## Directions for this task
Copy each line of the data below with the word "ToolKind".

(Dataset records)
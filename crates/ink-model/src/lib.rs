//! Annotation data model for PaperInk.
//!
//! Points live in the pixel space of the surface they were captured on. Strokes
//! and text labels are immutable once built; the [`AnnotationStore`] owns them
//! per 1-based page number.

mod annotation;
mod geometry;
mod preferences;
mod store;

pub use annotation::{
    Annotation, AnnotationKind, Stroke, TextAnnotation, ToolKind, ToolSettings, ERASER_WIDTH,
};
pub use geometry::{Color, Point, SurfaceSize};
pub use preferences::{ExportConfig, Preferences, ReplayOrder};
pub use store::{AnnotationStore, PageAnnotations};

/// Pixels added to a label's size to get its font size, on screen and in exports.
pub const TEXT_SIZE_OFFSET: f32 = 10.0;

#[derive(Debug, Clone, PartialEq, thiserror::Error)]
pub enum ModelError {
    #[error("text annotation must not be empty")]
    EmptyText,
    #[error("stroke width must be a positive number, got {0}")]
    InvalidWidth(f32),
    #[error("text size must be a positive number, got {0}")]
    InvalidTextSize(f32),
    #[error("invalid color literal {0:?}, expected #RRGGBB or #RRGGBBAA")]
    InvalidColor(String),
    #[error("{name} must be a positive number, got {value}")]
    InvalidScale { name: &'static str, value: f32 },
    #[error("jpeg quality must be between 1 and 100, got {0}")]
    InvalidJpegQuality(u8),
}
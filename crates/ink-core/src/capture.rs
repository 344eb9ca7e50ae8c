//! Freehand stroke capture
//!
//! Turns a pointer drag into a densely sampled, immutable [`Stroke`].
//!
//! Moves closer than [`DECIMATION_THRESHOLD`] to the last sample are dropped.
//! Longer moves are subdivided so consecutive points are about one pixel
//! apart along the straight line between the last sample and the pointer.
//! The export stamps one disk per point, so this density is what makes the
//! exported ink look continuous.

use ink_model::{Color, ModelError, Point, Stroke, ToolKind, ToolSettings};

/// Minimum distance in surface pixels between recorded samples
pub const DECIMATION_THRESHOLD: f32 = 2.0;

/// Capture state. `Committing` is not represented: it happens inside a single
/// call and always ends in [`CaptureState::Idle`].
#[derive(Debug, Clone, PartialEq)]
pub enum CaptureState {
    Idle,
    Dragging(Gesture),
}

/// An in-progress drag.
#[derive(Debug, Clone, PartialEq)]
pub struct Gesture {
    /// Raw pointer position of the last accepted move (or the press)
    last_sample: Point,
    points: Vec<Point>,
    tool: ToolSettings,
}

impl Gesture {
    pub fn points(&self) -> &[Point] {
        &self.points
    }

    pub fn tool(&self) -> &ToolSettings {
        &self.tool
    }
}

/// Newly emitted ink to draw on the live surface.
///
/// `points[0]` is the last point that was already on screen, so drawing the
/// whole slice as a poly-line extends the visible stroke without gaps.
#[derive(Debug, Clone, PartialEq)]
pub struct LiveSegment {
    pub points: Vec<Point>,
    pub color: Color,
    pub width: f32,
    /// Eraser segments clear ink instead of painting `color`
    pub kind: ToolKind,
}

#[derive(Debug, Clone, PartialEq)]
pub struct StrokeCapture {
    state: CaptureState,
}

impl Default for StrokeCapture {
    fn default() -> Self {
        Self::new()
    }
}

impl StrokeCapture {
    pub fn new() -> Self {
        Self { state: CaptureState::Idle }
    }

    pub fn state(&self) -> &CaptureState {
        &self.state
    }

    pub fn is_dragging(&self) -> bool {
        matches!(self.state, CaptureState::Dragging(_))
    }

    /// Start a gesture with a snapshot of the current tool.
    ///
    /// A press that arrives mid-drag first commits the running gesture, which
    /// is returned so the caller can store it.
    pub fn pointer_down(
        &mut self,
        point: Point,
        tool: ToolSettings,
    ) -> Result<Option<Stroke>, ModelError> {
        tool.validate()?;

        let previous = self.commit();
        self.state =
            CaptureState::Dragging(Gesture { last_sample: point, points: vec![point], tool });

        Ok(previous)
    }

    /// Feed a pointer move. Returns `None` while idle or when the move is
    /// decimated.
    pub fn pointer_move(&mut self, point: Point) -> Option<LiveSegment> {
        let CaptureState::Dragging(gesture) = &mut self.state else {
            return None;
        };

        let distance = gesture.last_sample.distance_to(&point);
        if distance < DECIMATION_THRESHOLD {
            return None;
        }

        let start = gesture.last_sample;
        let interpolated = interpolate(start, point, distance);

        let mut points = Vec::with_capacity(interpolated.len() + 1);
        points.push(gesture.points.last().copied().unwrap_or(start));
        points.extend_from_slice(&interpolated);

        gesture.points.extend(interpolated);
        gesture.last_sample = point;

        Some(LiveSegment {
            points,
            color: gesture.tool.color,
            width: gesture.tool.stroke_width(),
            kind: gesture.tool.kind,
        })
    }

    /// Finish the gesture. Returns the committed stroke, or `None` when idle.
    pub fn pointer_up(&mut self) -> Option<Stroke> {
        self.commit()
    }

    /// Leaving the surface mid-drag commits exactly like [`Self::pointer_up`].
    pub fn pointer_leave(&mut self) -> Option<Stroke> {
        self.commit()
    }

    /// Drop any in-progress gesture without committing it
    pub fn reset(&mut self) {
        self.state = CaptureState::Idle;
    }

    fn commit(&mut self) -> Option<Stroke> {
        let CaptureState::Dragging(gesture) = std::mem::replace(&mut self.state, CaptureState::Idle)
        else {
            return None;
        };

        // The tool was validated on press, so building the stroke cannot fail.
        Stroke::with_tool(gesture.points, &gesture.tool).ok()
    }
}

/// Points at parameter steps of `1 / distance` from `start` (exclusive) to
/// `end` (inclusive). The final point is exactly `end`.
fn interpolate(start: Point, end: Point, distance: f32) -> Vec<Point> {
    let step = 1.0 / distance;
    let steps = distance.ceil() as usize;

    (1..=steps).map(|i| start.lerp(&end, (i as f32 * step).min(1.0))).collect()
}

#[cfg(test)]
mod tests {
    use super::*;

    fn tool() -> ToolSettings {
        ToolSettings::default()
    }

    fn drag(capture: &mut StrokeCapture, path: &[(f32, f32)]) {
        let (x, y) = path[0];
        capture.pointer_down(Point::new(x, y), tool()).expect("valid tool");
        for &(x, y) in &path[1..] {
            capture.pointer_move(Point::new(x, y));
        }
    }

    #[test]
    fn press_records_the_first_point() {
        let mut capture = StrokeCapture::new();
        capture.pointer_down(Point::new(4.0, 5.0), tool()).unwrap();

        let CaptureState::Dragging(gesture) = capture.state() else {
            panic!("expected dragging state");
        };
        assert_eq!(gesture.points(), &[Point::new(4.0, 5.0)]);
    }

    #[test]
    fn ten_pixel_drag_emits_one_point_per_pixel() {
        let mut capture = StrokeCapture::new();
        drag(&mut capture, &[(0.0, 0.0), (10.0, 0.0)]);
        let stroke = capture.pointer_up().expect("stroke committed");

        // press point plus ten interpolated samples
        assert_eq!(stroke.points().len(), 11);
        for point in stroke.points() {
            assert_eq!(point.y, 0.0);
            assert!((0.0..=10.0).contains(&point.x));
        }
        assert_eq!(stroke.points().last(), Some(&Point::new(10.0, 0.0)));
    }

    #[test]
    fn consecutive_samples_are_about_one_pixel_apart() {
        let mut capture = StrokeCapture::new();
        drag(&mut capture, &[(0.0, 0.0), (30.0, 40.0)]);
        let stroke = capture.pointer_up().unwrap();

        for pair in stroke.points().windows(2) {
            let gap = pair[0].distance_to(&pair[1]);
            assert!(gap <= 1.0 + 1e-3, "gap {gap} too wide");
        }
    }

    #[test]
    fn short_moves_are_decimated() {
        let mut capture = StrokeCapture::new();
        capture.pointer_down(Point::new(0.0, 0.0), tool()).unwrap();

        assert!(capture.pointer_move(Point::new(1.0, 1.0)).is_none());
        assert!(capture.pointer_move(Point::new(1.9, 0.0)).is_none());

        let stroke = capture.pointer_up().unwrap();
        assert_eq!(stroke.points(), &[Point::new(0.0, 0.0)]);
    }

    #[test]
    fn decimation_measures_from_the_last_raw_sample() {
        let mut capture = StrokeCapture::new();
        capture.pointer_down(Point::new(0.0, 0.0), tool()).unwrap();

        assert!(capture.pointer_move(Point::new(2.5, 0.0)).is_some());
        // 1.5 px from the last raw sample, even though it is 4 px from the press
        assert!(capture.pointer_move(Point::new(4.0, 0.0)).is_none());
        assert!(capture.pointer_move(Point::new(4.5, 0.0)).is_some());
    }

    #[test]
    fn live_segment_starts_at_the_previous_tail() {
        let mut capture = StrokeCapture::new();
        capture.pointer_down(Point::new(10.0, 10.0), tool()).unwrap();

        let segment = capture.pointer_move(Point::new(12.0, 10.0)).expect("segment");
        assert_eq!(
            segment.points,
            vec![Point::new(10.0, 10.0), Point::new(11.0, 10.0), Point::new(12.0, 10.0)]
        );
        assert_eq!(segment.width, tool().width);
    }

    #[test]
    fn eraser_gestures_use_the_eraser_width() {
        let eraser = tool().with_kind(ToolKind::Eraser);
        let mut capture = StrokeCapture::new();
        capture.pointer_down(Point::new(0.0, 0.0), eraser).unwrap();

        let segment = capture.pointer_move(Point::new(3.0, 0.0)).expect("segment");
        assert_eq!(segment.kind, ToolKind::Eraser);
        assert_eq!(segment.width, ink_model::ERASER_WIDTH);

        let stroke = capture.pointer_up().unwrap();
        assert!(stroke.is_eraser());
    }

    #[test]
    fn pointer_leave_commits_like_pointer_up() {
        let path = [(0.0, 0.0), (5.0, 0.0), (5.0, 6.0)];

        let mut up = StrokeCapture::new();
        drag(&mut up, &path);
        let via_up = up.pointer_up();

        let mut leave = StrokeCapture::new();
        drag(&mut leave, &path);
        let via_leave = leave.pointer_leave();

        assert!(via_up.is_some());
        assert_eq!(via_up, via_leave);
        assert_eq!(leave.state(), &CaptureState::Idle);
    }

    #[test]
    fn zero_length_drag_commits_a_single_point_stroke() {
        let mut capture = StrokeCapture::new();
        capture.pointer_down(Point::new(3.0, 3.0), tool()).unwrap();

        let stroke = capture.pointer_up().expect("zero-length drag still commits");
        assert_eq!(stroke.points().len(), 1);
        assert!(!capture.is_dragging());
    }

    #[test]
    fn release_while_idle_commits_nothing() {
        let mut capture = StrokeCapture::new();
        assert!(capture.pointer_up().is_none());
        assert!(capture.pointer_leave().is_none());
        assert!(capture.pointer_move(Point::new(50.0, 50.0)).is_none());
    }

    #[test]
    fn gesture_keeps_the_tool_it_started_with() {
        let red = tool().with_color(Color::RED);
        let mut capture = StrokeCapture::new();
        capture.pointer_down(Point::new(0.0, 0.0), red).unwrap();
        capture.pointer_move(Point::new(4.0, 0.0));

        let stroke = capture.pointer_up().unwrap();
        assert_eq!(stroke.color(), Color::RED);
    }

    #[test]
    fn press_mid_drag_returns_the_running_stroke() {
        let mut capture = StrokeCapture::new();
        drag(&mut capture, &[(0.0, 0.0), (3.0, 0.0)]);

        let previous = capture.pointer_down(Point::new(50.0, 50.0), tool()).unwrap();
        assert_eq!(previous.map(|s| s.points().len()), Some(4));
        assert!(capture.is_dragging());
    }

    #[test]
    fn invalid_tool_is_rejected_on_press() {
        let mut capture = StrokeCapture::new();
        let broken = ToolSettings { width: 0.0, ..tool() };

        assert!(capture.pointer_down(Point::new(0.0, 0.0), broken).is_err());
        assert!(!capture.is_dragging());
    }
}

## Answer
    Annotation, AnnotationKind, Stroke, TextAnnotation, ToolKind, ToolSettings, ERASER_WIDTH,
use ink_model::{Color, ModelError, Point, Stroke, ToolKind, ToolSettings};
    pub kind: ToolKind,
        let eraser = tool().with_kind(ToolKind::Eraser);
        assert_eq!(segment.kind, ToolKind::Eraser);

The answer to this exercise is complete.